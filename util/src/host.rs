//! Host environment utility functions

// ---------------------------------------------------------------------------
// IMPORTS
// ---------------------------------------------------------------------------

use std::path::PathBuf;

// ---------------------------------------------------------------------------
// CONSTANTS
// ---------------------------------------------------------------------------

/// Environment variable giving the root directory of the software tree.
///
/// Parameter files and session directories are resolved relative to this
/// root.
pub const ROOT_ENV_VAR: &str = "EXPERT_AGENT_ROOT";

// ---------------------------------------------------------------------------
// PUBLIC FUNCTIONS
// ---------------------------------------------------------------------------

/// Get the software root directory from the environment.
///
/// Returns `Err(())` if the root environment variable is not set, callers
/// are expected to map this onto their own error types.
pub fn get_root() -> Result<PathBuf, ()> {
    match std::env::var(ROOT_ENV_VAR) {
        Ok(p) => Ok(PathBuf::from(p)),
        Err(_) => Err(()),
    }
}
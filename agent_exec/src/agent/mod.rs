//! Agent shell module
//!
//! The shell adapts the harness lifecycle calls (`init`, `set_route`,
//! `sensors`, `proc`, `destroy`) into three concerns: forwarding control
//! from the external planner, sampling sensor frames for the training-data
//! collector, and recovering from stuck states.

// ---------------------------------------------------------------------------
// MODULES
// ---------------------------------------------------------------------------

mod params;
mod state;

// ---------------------------------------------------------------------------
// IMPORTS
// ---------------------------------------------------------------------------

// Internal
pub use params::*;
pub use state::*;

use crate::collector::CollectorError;
use sim_if::world::{PlannerError, WorldError};

// ---------------------------------------------------------------------------
// CONSTANTS
// ---------------------------------------------------------------------------

/// A sample is taken every this many frames.
pub const SAMPLE_PERIOD_FRAMES: u64 = 5;

/// The weather-change hook fires every this many frames.
pub const WEATHER_PERIOD_FRAMES: u64 = 50;

/// Conversion factor between kilometers/hour and meters/second.
pub const KMH_PER_MS: f64 = 3.6;

/// Width of both declared cameras, pixels.
pub const CAMERA_WIDTH: u32 = 1024;

/// Height of both declared cameras, pixels.
pub const CAMERA_HEIGHT: u32 = 288;

/// Horizontal field of view of both declared cameras, degrees.
pub const CAMERA_FOV: f64 = 100.0;

/// Forward mounting offset of both cameras, meters.
pub const CAMERA_MOUNT_X: f64 = 1.5;

/// Vertical mounting offset of both cameras, meters.
pub const CAMERA_MOUNT_Z: f64 = 2.4;

// ---------------------------------------------------------------------------
// ENUMERATIONS
// ---------------------------------------------------------------------------

/// Possible errors that can occur during agent operation.
#[derive(Debug, thiserror::Error)]
pub enum AgentError {
    #[error("No route has been set, the harness must supply the global plan before the first step")]
    NoRoute,

    #[error("Missing reading for sensor `{0}`")]
    MissingSensor(&'static str),

    #[error("Reading for sensor `{0}` has an unexpected payload type")]
    WrongPayload(&'static str),

    #[error("World error: {0}")]
    WorldError(#[from] WorldError),

    #[error("Planner error: {0}")]
    PlannerError(#[from] PlannerError),

    #[error("Data collection error: {0}")]
    CollectorError(#[from] CollectorError),
}
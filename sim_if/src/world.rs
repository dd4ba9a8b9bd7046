//! # World and Planner Seams
//!
//! Trait seams onto the agent's external collaborators: the simulated world
//! (actor destruction, map queries, weather), the data-provider service
//! which hands out actor state, and the basic-agent planner which turns the
//! route into per-step control commands.

// ------------------------------------------------------------------------------------------------
// IMPORTS
// ------------------------------------------------------------------------------------------------

use serde::{Deserialize, Serialize};
use thiserror::Error;

use crate::control::VehicleControl;

// ------------------------------------------------------------------------------------------------
// STRUCTS
// ------------------------------------------------------------------------------------------------

/// Opaque identifier of an actor in the simulated world.
#[derive(Debug, Serialize, Deserialize, Copy, Clone, Hash, Eq, PartialEq)]
pub struct ActorId(pub u64);

/// A position in the world frame.
///
/// Units: meters
#[derive(Debug, Serialize, Deserialize, Copy, Clone, Default, PartialEq)]
pub struct Location {
    pub x: f64,
    pub y: f64,
    pub z: f64,
}

/// An orientation in the world frame.
///
/// Units: degrees
#[derive(Debug, Serialize, Deserialize, Copy, Clone, Default, PartialEq)]
pub struct Rotation {
    pub roll: f64,
    pub pitch: f64,
    pub yaw: f64,
}

/// A position and orientation pair in the world frame.
#[derive(Debug, Serialize, Deserialize, Copy, Clone, Default, PartialEq)]
pub struct Transform {
    pub location: Location,
    pub rotation: Rotation,
}

/// Actors the planner identified as blocking the ego vehicle on this step.
///
/// At most one of each kind is reported. All may be `None` when the road
/// ahead is clear.
#[derive(Debug, Copy, Clone, Default)]
pub struct Blockers {
    /// A blocking vehicle or static obstacle
    pub obstacle: Option<ActorId>,

    /// A red traffic light holding the ego vehicle
    pub traffic_light: Option<ActorId>,

    /// A pedestrian on the ego vehicle's path
    pub walker: Option<ActorId>,
}

// ------------------------------------------------------------------------------------------------
// ENUMS
// ------------------------------------------------------------------------------------------------

/// Possible errors raised by the world or actor provider seams.
#[derive(Debug, Error)]
pub enum WorldError {
    #[error("No actor with id {0:?} exists in the world")]
    ActorNotFound(ActorId),

    #[error("No hero vehicle has been registered with the data provider")]
    NoHeroVehicle,

    #[error("No lane waypoint could be projected for location {0:?}")]
    NoWaypoint(Location),
}

/// Possible errors raised by the planner seam.
#[derive(Debug, Error)]
pub enum PlannerError {
    #[error("The planner has no route to follow")]
    NoRoute,

    #[error("Planner failure: {0}")]
    Internal(String),
}

// ------------------------------------------------------------------------------------------------
// TRAITS
// ------------------------------------------------------------------------------------------------

/// Seam onto the simulated world.
pub trait World {
    /// Remove the given actor from the world.
    fn destroy_actor(&mut self, actor: ActorId) -> Result<(), WorldError>;

    /// Query whether the map waypoint at `location` lies within a junction.
    fn is_junction(&self, location: &Location) -> Result<bool, WorldError>;

    /// Weather-change hook, invoked by the agent on a fixed cadence during
    /// data collection. Implementations are free to ignore it.
    fn apply_weather(&mut self, indicator: f32);
}

/// Seam onto the data-provider service which owns actor state.
pub trait ActorProvider {
    /// Handle of the ego (hero) vehicle.
    fn hero_vehicle(&self) -> Result<ActorId, WorldError>;

    /// Current world-frame location of the given actor.
    fn location_of(&self, actor: ActorId) -> Result<Location, WorldError>;

    /// Current speed of the given actor.
    ///
    /// Units: kilometers/hour
    fn speed_kmh_of(&self, actor: ActorId) -> Result<f64, WorldError>;

    /// Project a world location onto the centre of the nearest lane.
    fn project_to_lane(&self, location: &Location) -> Result<Location, WorldError>;
}

/// Seam onto the basic-agent planner.
pub trait Planner {
    /// Hand the planner the route to follow, as lane-centre locations.
    fn set_route(&mut self, route: &[Location]) -> Result<(), PlannerError>;

    /// Execute one planning step, producing a control command and any
    /// actors currently blocking the ego vehicle.
    fn run_step(&mut self) -> Result<(VehicleControl, Blockers), PlannerError>;
}

/// Factory seam used by the agent to construct the planner lazily, once the
/// hero vehicle handle is available.
pub trait PlannerBuilder {
    fn build(&self, hero: ActorId, debug: bool) -> Result<Box<dyn Planner>, PlannerError>;
}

-- Task brief --
The entries above must be written out again exactly as they are.

-- Written response --
filename util/src/host.rs
//! Host environment utility functions

// ---------------------------------------------------------------------------
// IMPORTS
// ---------------------------------------------------------------------------

use std::path::PathBuf;

// ---------------------------------------------------------------------------
// CONSTANTS
// ---------------------------------------------------------------------------

/// Environment variable giving the root directory of the software tree.
///
/// Parameter files and session directories are resolved relative to this
/// root.
pub const ROOT_ENV_VAR: &str = "EXPERT_AGENT_ROOT";

// ---------------------------------------------------------------------------
// PUBLIC FUNCTIONS
// ---------------------------------------------------------------------------

/// Get the software root directory from the environment.
///
/// Returns `Err(())` if the root environment variable is not set, callers
/// are expected to map this onto their own error types.
pub fn get_root() -> Result<PathBuf, ()> {
    match std::env::var(ROOT_ENV_VAR) {
        Ok(p) => Ok(PathBuf::from(p)),
        Err(_) => Err(()),
    }
}
filename agent_exec/src/agent/mod.rs
//! Agent shell module
//!
//! The shell adapts the harness lifecycle calls (`init`, `set_route`,
//! `sensors`, `proc`, `destroy`) into three concerns: forwarding control
//! from the external planner, sampling sensor frames for the training-data
//! collector, and recovering from stuck states.

// ---------------------------------------------------------------------------
// MODULES
// ---------------------------------------------------------------------------

mod params;
mod state;

// ---------------------------------------------------------------------------
// IMPORTS
// ---------------------------------------------------------------------------

// Internal
pub use params::*;
pub use state::*;

use crate::collector::CollectorError;
use sim_if::world::{PlannerError, WorldError};

// ---------------------------------------------------------------------------
// CONSTANTS
// ---------------------------------------------------------------------------

/// A sample is taken every this many frames.
pub const SAMPLE_PERIOD_FRAMES: u64 = 5;

/// The weather-change hook fires every this many frames.
pub const WEATHER_PERIOD_FRAMES: u64 = 50;

/// Conversion factor between kilometers/hour and meters/second.
pub const KMH_PER_MS: f64 = 3.6;

/// Width of both declared cameras, pixels.
pub const CAMERA_WIDTH: u32 = 1024;

/// Height of both declared cameras, pixels.
pub const CAMERA_HEIGHT: u32 = 288;

/// Horizontal field of view of both declared cameras, degrees.
pub const CAMERA_FOV: f64 = 100.0;

/// Forward mounting offset of both cameras, meters.
pub const CAMERA_MOUNT_X: f64 = 1.5;

/// Vertical mounting offset of both cameras, meters.
pub const CAMERA_MOUNT_Z: f64 = 2.4;

// ---------------------------------------------------------------------------
// ENUMERATIONS
// ---------------------------------------------------------------------------

/// Possible errors that can occur during agent operation.
#[derive(Debug, thiserror::Error)]
pub enum AgentError {
    #[error("No route has been set, the harness must supply the global plan before the first step")]
    NoRoute,

    #[error("Missing reading for sensor `{0}`")]
    MissingSensor(&'static str),

    #[error("Reading for sensor `{0}` has an unexpected payload type")]
    WrongPayload(&'static str),

    #[error("World error: {0}")]
    WorldError(#[from] WorldError),

    #[error("Planner error: {0}")]
    PlannerError(#[from] PlannerError),

    #[error("Data collection error: {0}")]
    CollectorError(#[from] CollectorError),
}
filename sim_if/src/world.rs
repository dd4ba9a8b9bd7046
//! # World and Planner Seams
//!
//! Trait seams onto the agent's external collaborators: the simulated world
//! (actor destruction, map queries, weather), the data-provider service
//! which hands out actor state, and the basic-agent planner which turns the
//! route into per-step control commands.

// ------------------------------------------------------------------------------------------------
// IMPORTS
// ------------------------------------------------------------------------------------------------

use serde::{Deserialize, Serialize};
use thiserror::Error;

use crate::control::VehicleControl;

// ------------------------------------------------------------------------------------------------
// STRUCTS
// ------------------------------------------------------------------------------------------------

/// Opaque identifier of an actor in the simulated world.
#[derive(Debug, Serialize, Deserialize, Copy, Clone, Hash, Eq, PartialEq)]
pub struct ActorId(pub u64);

/// A position in the world frame.
///
/// Units: meters
#[derive(Debug, Serialize, Deserialize, Copy, Clone, Default, PartialEq)]
pub struct Location {
    pub x: f64,
    pub y: f64,
    pub z: f64,
}

/// An orientation in the world frame.
///
/// Units: degrees
#[derive(Debug, Serialize, Deserialize, Copy, Clone, Default, PartialEq)]
pub struct Rotation {
    pub roll: f64,
    pub pitch: f64,
    pub yaw: f64,
}

/// A position and orientation pair in the world frame.
#[derive(Debug, Serialize, Deserialize, Copy, Clone, Default, PartialEq)]
pub struct Transform {
    pub location: Location,
    pub rotation: Rotation,
}

/// Actors the planner identified as blocking the ego vehicle on this step.
///
/// At most one of each kind is reported. All may be `None` when the road
/// ahead is clear.
#[derive(Debug, Copy, Clone, Default)]
pub struct Blockers {
    /// A blocking vehicle or static obstacle
    pub obstacle: Option<ActorId>,

    /// A red traffic light holding the ego vehicle
    pub traffic_light: Option<ActorId>,

    /// A pedestrian on the ego vehicle's path
    pub walker: Option<ActorId>,
}

// ------------------------------------------------------------------------------------------------
// ENUMS
// ------------------------------------------------------------------------------------------------

/// Possible errors raised by the world or actor provider seams.
#[derive(Debug, Error)]
pub enum WorldError {
    #[error("No actor with id {0:?} exists in the world")]
    ActorNotFound(ActorId),

    #[error("No hero vehicle has been registered with the data provider")]
    NoHeroVehicle,

    #[error("No lane waypoint could be projected for location {0:?}")]
    NoWaypoint(Location),
}

/// Possible errors raised by the planner seam.
#[derive(Debug, Error)]
pub enum PlannerError {
    #[error("The planner has no route to follow")]
    NoRoute,

    #[error("Planner failure: {0}")]
    Internal(String),
}

// ------------------------------------------------------------------------------------------------
// TRAITS
// ------------------------------------------------------------------------------------------------

/// Seam onto the simulated world.
pub trait World {
    /// Remove the given actor from the world.
    fn destroy_actor(&mut self, actor: ActorId) -> Result<(), WorldError>;

    /// Query whether the map waypoint at `location` lies within a junction.
    fn is_junction(&self, location: &Location) -> Result<bool, WorldError>;

    /// Weather-change hook, invoked by the agent on a fixed cadence during
    /// data collection. Implementations are free to ignore it.
    fn apply_weather(&mut self, indicator: f32);
}

/// Seam onto the data-provider service which owns actor state.
pub trait ActorProvider {
    /// Handle of the ego (hero) vehicle.
    fn hero_vehicle(&self) -> Result<ActorId, WorldError>;

    /// Current world-frame location of the given actor.
    fn location_of(&self, actor: ActorId) -> Result<Location, WorldError>;

    /// Current speed of the given actor.
    ///
    /// Units: kilometers/hour
    fn speed_kmh_of(&self, actor: ActorId) -> Result<f64, WorldError>;

    /// Project a world location onto the centre of the nearest lane.
    fn project_to_lane(&self, location: &Location) -> Result<Location, WorldError>;
}

/// Seam onto the basic-agent planner.
pub trait Planner {
    /// Hand the planner the route to follow, as lane-centre locations.
    fn set_route(&mut self, route: &[Location]) -> Result<(), PlannerError>;

    /// Execute one planning step, producing a control command and any
    /// actors currently blocking the ego vehicle.
    fn run_step(&mut self) -> Result<(VehicleControl, Blockers), PlannerError>;
}

/// Factory seam used by the agent to construct the planner lazily, once the
/// hero vehicle handle is available.
pub trait PlannerBuilder {
    fn build(&self, hero: ActorId, debug: bool) -> Result<Box<dyn Planner>, PlannerError>;
}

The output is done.